Gold surpasses $3,000 per ounce for the first time, driven by rising trade conflicts and inflation concerns.
Gold prices have reached a new record high, with the precious metal hitting $3,086.82 per ounce on March 28, 2025, amidst escalating trade tensions and a weakening U.S. dollar following the latest inflation data.
As of 14:50 GMT, the price of gold had increased by 0.45%, standing at $3,070.90 per ounce.
The surge in gold prices comes in the wake of announcements from U.S. President
Donald Trump regarding the introduction of new tariffs aimed at 'all cars not made in the United States', following previously imposed tariffs on Chinese goods, steel, and aluminum.
Gold's appeal as a safe haven asset is attributed to its historical role in hedging against inflation.
Analysts highlight the ongoing conflict in Ukraine as a contributing factor to market uncertainties, alongside a notable increase in gold purchases by central banks seeking to bolster their reserves.
Despite the rising gold prices, the response in the foreign exchange market has been described as 'curiously muted', according to Stephen Innes of SPI AM. Innes notes that the market appears to regard Trump's tariff announcements with skepticism, positing that these tariffs could be more temporary than indicative of a sustainable policy shift.

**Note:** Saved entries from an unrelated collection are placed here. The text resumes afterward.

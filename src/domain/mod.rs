//! Domain layer types and invariants.

pub mod reports;
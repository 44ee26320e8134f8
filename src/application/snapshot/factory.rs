//! Creation paths for snapshots.
//!
//! All three paths converge on the same shape: submit the server-side job,
//! wrap the returned report in a handle, and poll until the operation is
//! terminal. Callers never receive a handle in a pending state.

use std::sync::Arc;

use bytes::Bytes;
use tokio_util::sync::CancellationToken;
use tracing::info;

use orgsnap_api_types::{
    ArchiveFileType, GetReportOptions, ReportType, ResourceSelection, SnapshotMetadata,
};

use crate::infra::platform::ConfigService;

use super::{Snapshot, SnapshotError, WaitOptions};

/// Developer note stamped on snapshots built from a local archive.
pub const ARCHIVE_DEVELOPER_NOTE: &str = "orgsnap-created-from-archive";
/// Developer note stamped on snapshots built from a live organization export.
pub const EXPORT_DEVELOPER_NOTE: &str = "created-by-orgsnap";

pub struct SnapshotFactory;

impl SnapshotFactory {
    /// Create a snapshot from raw ZIP archive bytes.
    ///
    /// Waits for a `CreateSnapshot` operation unless the caller's options
    /// already name one.
    pub async fn create_from_archive(
        client: Arc<dyn ConfigService>,
        archive: Bytes,
        target_organization: &str,
        options: WaitOptions,
        cancel: &CancellationToken,
    ) -> Result<Snapshot, SnapshotError> {
        let metadata = SnapshotMetadata {
            developer_note: Some(ARCHIVE_DEVELOPER_NOTE.to_string()),
            include_children_resources: false,
        };
        let report = client
            .create_snapshot_from_bytes(archive, ArchiveFileType::Zip, &metadata)
            .await?;

        let mut snapshot = Snapshot::new(report, target_organization, client);
        let options = WaitOptions {
            operation_to_wait_for: options
                .operation_to_wait_for
                .or(Some(ReportType::CreateSnapshot)),
            ..options
        };
        snapshot.wait_until_done(&options, cancel).await?;

        info!(
            target: "application::snapshot::factory",
            snapshot_id = %snapshot.id(),
            organization = target_organization,
            "snapshot created from archive"
        );
        Ok(snapshot)
    }

    /// Wrap an already-created snapshot, waiting with the caller's options
    /// untouched.
    ///
    /// No operation type is forced here on purpose: the snapshot may already
    /// be terminal, or mid-way through whatever operation the caller cares
    /// about, and pinning `CreateSnapshot` would make the wait spin on a
    /// stale report.
    pub async fn create_from_existing_id(
        client: Arc<dyn ConfigService>,
        snapshot_id: &str,
        target_organization: &str,
        options: WaitOptions,
        cancel: &CancellationToken,
    ) -> Result<Snapshot, SnapshotError> {
        let get_options = GetReportOptions {
            include_reports: true,
            operation_type: None,
        };
        let report = client.get_snapshot_report(snapshot_id, &get_options).await?;

        let mut snapshot = Snapshot::new(report, target_organization, client);
        snapshot.wait_until_done(&options, cancel).await?;
        Ok(snapshot)
    }

    /// Create a snapshot by exporting live resources from the organization.
    ///
    /// Child resources are always included so the snapshot is
    /// self-contained. Rejects an empty selection before any network call.
    pub async fn create_from_organization_export(
        client: Arc<dyn ConfigService>,
        selection: &ResourceSelection,
        target_organization: &str,
        options: WaitOptions,
        cancel: &CancellationToken,
    ) -> Result<Snapshot, SnapshotError> {
        if selection.is_empty() {
            return Err(SnapshotError::InvalidRequest(
                "resource selection must name at least one resource type".to_string(),
            ));
        }

        let metadata = SnapshotMetadata {
            developer_note: Some(EXPORT_DEVELOPER_NOTE.to_string()),
            include_children_resources: true,
        };
        let report = client
            .create_snapshot_from_organization(selection, &metadata)
            .await?;

        let mut snapshot = Snapshot::new(report, target_organization, client);
        let options = WaitOptions {
            operation_to_wait_for: options
                .operation_to_wait_for
                .or(Some(ReportType::CreateSnapshot)),
            ..options
        };
        snapshot.wait_until_done(&options, cancel).await?;

        info!(
            target: "application::snapshot::factory",
            snapshot_id = %snapshot.id(),
            organization = target_organization,
            "snapshot created from organization export"
        );
        Ok(snapshot)
    }
}
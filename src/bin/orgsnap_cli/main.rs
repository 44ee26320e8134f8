//! orgsnap-cli: snapshot lifecycle client for the remote configuration
//! service. Thin command surface over the `orgsnap` library.
#![deny(clippy::all, clippy::pedantic)]

mod args;
mod client;
mod handlers;
mod io;
mod print;
#[cfg(test)]
mod tests;

use clap::Parser;
use tokio_util::sync::CancellationToken;

use args::{Cli, Commands};
use client::{CliError, build_ctx};

#[tokio::main]
async fn main() -> Result<(), CliError> {
    let Cli {
        connection,
        config_file,
        command,
    } = Cli::parse();

    let settings = orgsnap::config::load(config_file.as_deref())?;
    orgsnap::infra::telemetry::init(&settings.logging)?;

    let cancel = CancellationToken::new();
    {
        let cancel = cancel.clone();
        tokio::spawn(async move {
            if tokio::signal::ctrl_c().await.is_ok() {
                cancel.cancel();
            }
        });
    }

    match command {
        Commands::Snapshots(cmd) => {
            let ctx = build_ctx(&connection, &settings)?;
            handlers::snapshots::handle(&ctx, cmd.action, &cancel).await?;
        }
        Commands::Templates(cmd) => handlers::templates::handle(cmd.action)?,
    }

    Ok(())
}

Concurrently, the U.S. dollar weakened following the release of the Personal Consumption Expenditures (PCE) inflation index for February, which serves as a preferred measure of inflation for the Federal Reserve.
The annual inflation rate remained steady at 2.5%, aligning with analysts' expectations, while core inflation, which excludes volatile food and energy prices, registered at 2.8%, slightly higher than anticipated.
Typically, higher inflation would strengthen the dollar; however, Fawad Razaqzada of StoneX indicates that the dollar is currently 'under pressure'.
He cites weakening survey data from the U.S. as contributing to expectations of an earlier-than-anticipated rate cut by the Federal Reserve, raising concerns about potential stagflation—characterized by sluggish economic growth coupled with high inflation.
As a result, the dollar fell by 0.21% against the euro, trading at approximately $1.0825.